Spring in the Washington Cascades: A Relaxed & Easy Tour Jun 07—13, 2015
Posted by Bob Sundstrom
Just two hours east across the Cascade Mountains from Seattle, Leavenworth is a superb base for a spring nature tour in the state of Washington. Near the confluence of Icicle Creek and the Wenatchee River, Leavenworth looks up at splendid snowcapped Mt. Stuart. Our lodgings for four nights sit alongside the Wenatchee River as it tumbles down from the mountains, and every guest room features a balcony overlooking the rushing river. Early morning and during afternoon breaks, the balcony is a lovely spot to sit and watch Violet-green Swallows fluttering at the balcony railing, Common Mergansers flying along the river, or a family of marmots scampering among the rocks. White-headed Woodpeckers nest nearby and are sometimes seen near the lodge, and Pygmy Nuthatches are regular visitors to the pines here. The town a mile away features some very nice restaurants.
The tour comes at a perfect season to bird across the Cascade Mountains, and great birding spots lie within a short distance of Leavenworth—an amazing assortment of mountain, canyon, streamside, and sagebrush. On the first full day of our tour, we got in a bit of birding the first morning west of the mountains, not far from Seattle: Red-breasted Sapsucker in the lowlands, and then on the higher slopes we watched a beautiful Varied Thrush collect a beakful of insects in the shade of tall conifers and a tiny Pacific Wren singing its startlingly long and fast song. After crossing a mountain pass to the east slope, new sightings followed quickly that first day: a female Barrow’s Goldeneye with two small ducklings, a pair of American Dippers jumping into a rushing creek, and a female Harlequin Duck with seven tiny ducklings sitting atop a boulder in the stream.
The following day’s birding led us into the Wenatchee Mountains, along back roads at about 3,000 feet elevation. Sparkling male Lazuli Buntings sang from shrub tops, and Calliope Hummingbirds with purple gorgets perched overlooking their territories. Nashville and MacGillivray’s warblers sang from brushy places, and Townsend’s Warblers sang from the conifers. We watched three species of chickadees in the same tree, and both Cassin’s and Purple finches peered down from the tree tops. Nice views of a Red-naped Sapsucker were soon followed by a wonderful study of a pair of Williamson’s Sapsuckers displaying side by side, a twosome so different in appearance they were once labeled distinct species. Evening Grosbeak pairs perched in the firs, and a much-anticipated Northern Pygmy-Owl, all 6 ¾ inches of it, called from a bare snag. After a nice afternoon break at the hotel during the hottest part of the day, we watched gorgeous Western Tanagers forage along the scenic upper reaches of Icicle Creek and were fortunate to get a terrific view of a White-headed Woodpecker.

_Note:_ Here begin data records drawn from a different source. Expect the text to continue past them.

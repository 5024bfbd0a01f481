//! Quantization of leading-zero counts into eight classes.
//!
//! | leading zeros | class | boundary |
//! |---------------|-------|----------|
//! | 0..=7         | 0     | 0        |
//! | 8..=11        | 1     | 8        |
//! | 12..=15       | 2     | 12       |
//! | 16..=17       | 3     | 16       |
//! | 18..=19       | 4     | 18       |
//! | 20..=21       | 5     | 20       |
//! | 22..=23       | 6     | 22       |
//! | 24..          | 7     | 24       |
//!
//! The boundary is what the decoder assumes as the leading-zero count, so
//! `WW - boundary` bits are transmitted. The table is shared by both word
//! widths; encoder and decoder must agree on it exactly.

/// Width of the class field in every codeword that announces a class.
pub const CLASS_BITS: u8 = 3;

const BOUNDARIES: [u8; 8] = [0, 8, 12, 16, 18, 20, 22, 24];

/// A quantized leading-zero count.
#[derive(Debug, Clone, Copy, PartialEq, Eq, Hash)]
pub struct LeadingClass(u8);

impl LeadingClass {
    /// Classifies a leading-zero count.
    #[inline]
    pub fn from_leading_zeros(lz: u32) -> Self {
        let code = match lz {
            0..=7 => 0,
            8..=11 => 1,
            12..=15 => 2,
            16..=17 => 3,
            18..=19 => 4,
            20..=21 => 5,
            22..=23 => 6,
            _ => 7,
        };
        Self(code)
    }

    /// Rebuilds a class from its 3-bit code. Higher bits are ignored.
    #[inline]
    pub fn from_code(code: u8) -> Self {
        Self(code & 0b111)
    }

    /// The 3-bit code sent on the wire.
    #[inline]
    pub fn code(self) -> u8 {
        self.0
    }

    /// Lower edge of the bucket: the leading-zero count the decoder assumes.
    #[inline]
    pub fn boundary(self) -> u8 {
        BOUNDARIES[self.0 as usize]
    }
}
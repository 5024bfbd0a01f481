//! # Chimp
//!
//! A Rust implementation of the Chimp and ChimpN floating-point compression
//! schemes from *"Chimp: Efficient Lossless Floating Point Compression for
//! Time Series Databases"* (VLDB 2022), for 32-bit and 64-bit words.
//!
//! ## Algorithm overview
//!
//! Adjacent readings of a sensor or metric usually share their sign,
//! exponent and top mantissa bits. Each value is XORed with a reference and
//! only the bits between the leading and trailing zero runs of the XOR are
//! kept:
//!
//! - **Chimp** uses the previous value as the reference. Leading zeros are
//!   rounded down to one of eight classes so they fit in 3 bits, and a
//!   trailing-zero run is only stripped when it is long enough to pay for the
//!   extra length field.
//!
//! - **ChimpN** keeps the last `N` values in a ring buffer and indexes them by
//!   their low bits. A value whose low bits match a recent one is XORed with
//!   that one instead, which suits periodic and seasonal series.
//!
//! Every block ends with a NaN marker, so a block holding the canonical quiet
//! NaN as a genuine sample decodes short.
//!
//! ## Example
//!
//! ```rust
//! use chimp::{ChimpDecoder, ChimpEncoder};
//!
//! // Compress
//! let mut encoder = ChimpEncoder::<u64>::new();
//! encoder.push_float(12.0);
//! encoder.push_float(12.5);
//! encoder.push_float(13.0);
//! encoder.close();
//!
//! let compressed = encoder.into_compressed();
//! println!("Compressed {} values into {} bytes", compressed.count, compressed.bytes.len());
//!
//! // Decompress
//! let values: Vec<f64> = ChimpDecoder::<u64>::new(&compressed)
//!     .map(|w| f64::from_bits(w.unwrap()))
//!     .collect();
//! assert_eq!(values, vec![12.0, 12.5, 13.0]);
//! ```
//!
//! ## Windowed compression
//!
//! The window is not stored in the block; decode with the one you encoded with.
//!
//! ```rust
//! use chimp::{Decoder, Encoder, Window};
//!
//! let window = Some(Window::new(32).unwrap());
//! let mut encoder = Encoder::<u32>::new(window);
//! for i in 0..100 {
//!     encoder.push_float([20.5f32, 21.0, 19.75][i % 3]);
//! }
//! let block = encoder.into_compressed();
//!
//! for result in Decoder::<u32>::new(&block, window) {
//!     let word = result.unwrap();
//!     println!("{}", f32::from_bits(word));
//! }
//! ```

pub mod bitbuffer;
pub mod class;
pub mod decoder;
pub mod encoder;
pub mod error;
pub mod window;
pub mod windowed_decoder;
pub mod windowed_encoder;
pub mod word;

// Re-export primary types at the crate root.
pub use decoder::{ChimpDecoder, Decoder};
pub use encoder::{ChimpEncoder, CompressedBlock, Encoder};
pub use error::{Error, Result};
pub use window::Window;
pub use windowed_decoder::ChimpNDecoder;
pub use windowed_encoder::ChimpNEncoder;
pub use word::{is_end_of_stream, Word};
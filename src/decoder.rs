use log::trace;

use crate::bitbuffer::BitReader;
use crate::class::{LeadingClass, CLASS_BITS};
use crate::encoder::CompressedBlock;
use crate::error::{Error, Result};
use crate::window::Window;
use crate::windowed_decoder::ChimpNDecoder;
use crate::word::{self, Word};

/// The 2-bit control prefix opening every codeword after the first word.
#[derive(Debug, Clone, Copy, PartialEq, Eq)]
pub(crate) enum Control {
    Repeat,
    Explicit,
    Reuse,
    NewClass,
}

impl Control {
    pub(crate) fn read(reader: &mut BitReader<'_>) -> Result<Self> {
        Ok(match reader.read_bits(2)? {
            0b00 => Control::Repeat,
            0b01 => Control::Explicit,
            0b10 => Control::Reuse,
            _ => Control::NewClass,
        })
    }
}

/// Reads the class, significant count and shifted bits of an explicit-width codeword.
pub(crate) fn read_explicit<W: Word>(reader: &mut BitReader<'_>) -> Result<u64> {
    let class = LeadingClass::from_code(reader.read_bits(CLASS_BITS)? as u8);
    let mut significant = reader.read_bits(W::SIGNIFICANT_FIELD_BITS)? as u8;
    // The field cannot hold the full width, so zero stands for it.
    if significant == 0 {
        significant = W::BITS;
    }
    let trailing = W::BITS
        .checked_sub(class.boundary() + significant)
        .ok_or(Error::Corrupt("significant bits exceed the word width"))?;
    Ok(reader.read_bits(significant)? << trailing)
}

/// Reads the XOR of a reuse codeword.
pub(crate) fn read_reuse<W: Word>(
    reader: &mut BitReader<'_>,
    stored_class: Option<LeadingClass>,
) -> Result<u64> {
    let class = stored_class.ok_or(Error::Corrupt("class reuse before any class was announced"))?;
    reader.read_bits(W::BITS - class.boundary())
}

/// Reads the class and XOR of a new-class codeword and records the class.
pub(crate) fn read_new_class<W: Word>(
    reader: &mut BitReader<'_>,
    stored_class: &mut Option<LeadingClass>,
) -> Result<u64> {
    let class = LeadingClass::from_code(reader.read_bits(CLASS_BITS)? as u8);
    *stored_class = Some(class);
    reader.read_bits(W::BITS - class.boundary())
}

/// The Chimp decompressor (single previous-value reference).
///
/// Yields words until the end-of-stream marker. After the marker or the
/// first error every call returns `Ok(None)`.
///
/// # Example
/// ```
/// use chimp::{ChimpDecoder, ChimpEncoder};
///
/// let mut encoder = ChimpEncoder::<u64>::new();
/// encoder.push_float(12.0);
/// encoder.push_float(12.5);
/// let block = encoder.into_compressed();
///
/// let mut decoder = ChimpDecoder::<u64>::new(&block);
/// assert_eq!(decoder.next_float().unwrap(), Some(12.0));
/// assert_eq!(decoder.next_float().unwrap(), Some(12.5));
/// assert_eq!(decoder.next_float().unwrap(), None);
/// ```
#[derive(Debug, Clone)]
pub struct ChimpDecoder<'a, W: Word> {
    reader: BitReader<'a>,
    stored: W,
    stored_class: Option<LeadingClass>,
    first: bool,
    done: bool,
}

impl<'a, W: Word> ChimpDecoder<'a, W> {
    /// Creates a decoder over a `CompressedBlock`.
    pub fn new(block: &'a CompressedBlock) -> Self {
        Self::from_reader(BitReader::from_raw(&block.bytes, block.total_bits))
    }

    /// Creates a decoder over the bytes of a closed block.
    pub fn from_bytes(bytes: &'a [u8]) -> Self {
        Self::from_reader(BitReader::from_bytes(bytes))
    }

    /// Creates a decoder reading from an existing `BitReader`.
    pub fn from_reader(reader: BitReader<'a>) -> Self {
        Self {
            reader,
            stored: W::default(),
            stored_class: None,
            first: true,
            done: false,
        }
    }

    /// Returns the next word, or `None` once the end-of-stream marker is read.
    pub fn next_word(&mut self) -> Result<Option<W>> {
        if self.done {
            return Ok(None);
        }
        let result = self.read_word();
        if !matches!(result, Ok(Some(_))) {
            self.done = true;
        }
        result
    }

    /// Returns the next value as a float.
    pub fn next_float(&mut self) -> Result<Option<W::Float>> {
        Ok(self.next_word()?.map(W::to_float))
    }

    /// Returns `true` once the end-of-stream marker or an error has been reached.
    pub fn is_done(&self) -> bool {
        self.done
    }

    fn read_word(&mut self) -> Result<Option<W>> {
        let value = if self.first {
            self.first = false;
            W::from_u64(self.reader.read_bits(W::BITS)?)
        } else {
            match Control::read(&mut self.reader)? {
                Control::Repeat => {
                    self.stored_class = None;
                    self.stored
                }
                Control::Explicit => {
                    let xor = read_explicit::<W>(&mut self.reader)?;
                    self.stored_class = None;
                    word::apply(self.stored, xor)
                }
                Control::Reuse => {
                    let xor = read_reuse::<W>(&mut self.reader, self.stored_class)?;
                    word::apply(self.stored, xor)
                }
                Control::NewClass => {
                    let xor = read_new_class::<W>(&mut self.reader, &mut self.stored_class)?;
                    word::apply(self.stored, xor)
                }
            }
        };

        if word::is_end_of_stream(value) {
            trace!("end of chimp stream after {} bits", self.reader.position());
            return Ok(None);
        }
        self.stored = value;
        Ok(Some(value))
    }
}

impl<'a, W: Word> Iterator for ChimpDecoder<'a, W> {
    type Item = Result<W>;

    fn next(&mut self) -> Option<Self::Item> {
        self.next_word().transpose()
    }
}

/// Either Chimp decoder, selected by the window the block was encoded with.
///
/// # Example
/// ```
/// use chimp::{Decoder, Encoder, Window};
///
/// let window = Some(Window::DEFAULT);
/// let mut encoder = Encoder::<u64>::new(window);
/// for v in [1.0, 1.0, 2.0] {
///     encoder.push_float(v);
/// }
/// let block = encoder.into_compressed();
///
/// let words = Decoder::<u64>::decode(&block, window).unwrap();
/// assert_eq!(words, vec![1.0f64.to_bits(), 1.0f64.to_bits(), 2.0f64.to_bits()]);
/// ```
#[derive(Debug, Clone)]
pub enum Decoder<'a, W: Word> {
    /// Single previous-value reference.
    Chimp(ChimpDecoder<'a, W>),
    /// Windowed back-reference.
    ChimpN(ChimpNDecoder<'a, W>),
}

impl<'a, W: Word> Decoder<'a, W> {
    /// Creates a decoder over a `CompressedBlock`.
    ///
    /// `window` must match the encoder's; a mismatch decodes garbage rather
    /// than failing.
    pub fn new(block: &'a CompressedBlock, window: Option<Window>) -> Self {
        Self::from_reader(BitReader::from_raw(&block.bytes, block.total_bits), window)
    }

    /// Creates a decoder over the bytes of a closed block.
    pub fn from_bytes(bytes: &'a [u8], window: Option<Window>) -> Self {
        Self::from_reader(BitReader::from_bytes(bytes), window)
    }

    /// Creates a decoder reading from an existing `BitReader`.
    pub fn from_reader(reader: BitReader<'a>, window: Option<Window>) -> Self {
        match window {
            None => Decoder::Chimp(ChimpDecoder::from_reader(reader)),
            Some(window) => Decoder::ChimpN(ChimpNDecoder::from_reader(reader, window)),
        }
    }

    /// Decodes every word of a block.
    pub fn decode(block: &'a CompressedBlock, window: Option<Window>) -> Result<Vec<W>> {
        // Every word after the first costs at least two bits.
        let bound = (block.total_bits / 2) as u64 + 1;
        let mut words = Vec::with_capacity(block.count.min(bound) as usize);
        let mut decoder = Self::new(block, window);
        while let Some(word) = decoder.next_word()? {
            words.push(word);
        }
        Ok(words)
    }

    /// Returns the next word, or `None` once the end-of-stream marker is read.
    pub fn next_word(&mut self) -> Result<Option<W>> {
        match self {
            Decoder::Chimp(d) => d.next_word(),
            Decoder::ChimpN(d) => d.next_word(),
        }
    }

    /// Returns the next value as a float.
    pub fn next_float(&mut self) -> Result<Option<W::Float>> {
        Ok(self.next_word()?.map(W::to_float))
    }
}

impl<'a, W: Word> Iterator for Decoder<'a, W> {
    type Item = Result<W>;

    fn next(&mut self) -> Option<Self::Item> {
        self.next_word().transpose()
    }
}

On another day, we drove up a canyon in the Entiat Mountains, birding a variety of spots as the habitats change with elevation. Near a tall basalt cliff just above the Columbia River, White-throated Swifts sped across the rock face above. Closer at hand, we watched a Rock Wren sing from a boulder, Bullock’s Orioles shone vivid orange in the shrub tops, and a Yellow-breasted Chat sang atop a flowering shrub. Clark’s Nutcrackers and another White-headed Woodpecker, among many other birds, greeted us higher in the canyon. A Chukar posed high on the canyon wall on a later visit to the lower canyon.
On other days we explored the sage and pothole lakes, where Yellow-headed Blackbirds clamored and a pair of Virginia Rails showed nicely at the edge of a pond. In the pines near Umtanum Creek, a Lewis’s Woodpecker pair posed for the spotting scopes, showing off the red face, pink breast, and glinting green back that make them among the most beautiful birds of all woodpeckers. Nearby, we scoped a Gray Flycatcher—one of nine species of flycatchers for the tour—as it called from a bare branch. Mountain and Western bluebirds hovered near their nest boxes.
Washington is a big state, and you can’t hope to see all of its birds during one week in June. But VENT’s Spring in the Washington Cascades tour makes the most of some of the richest spring birding in the Northwest.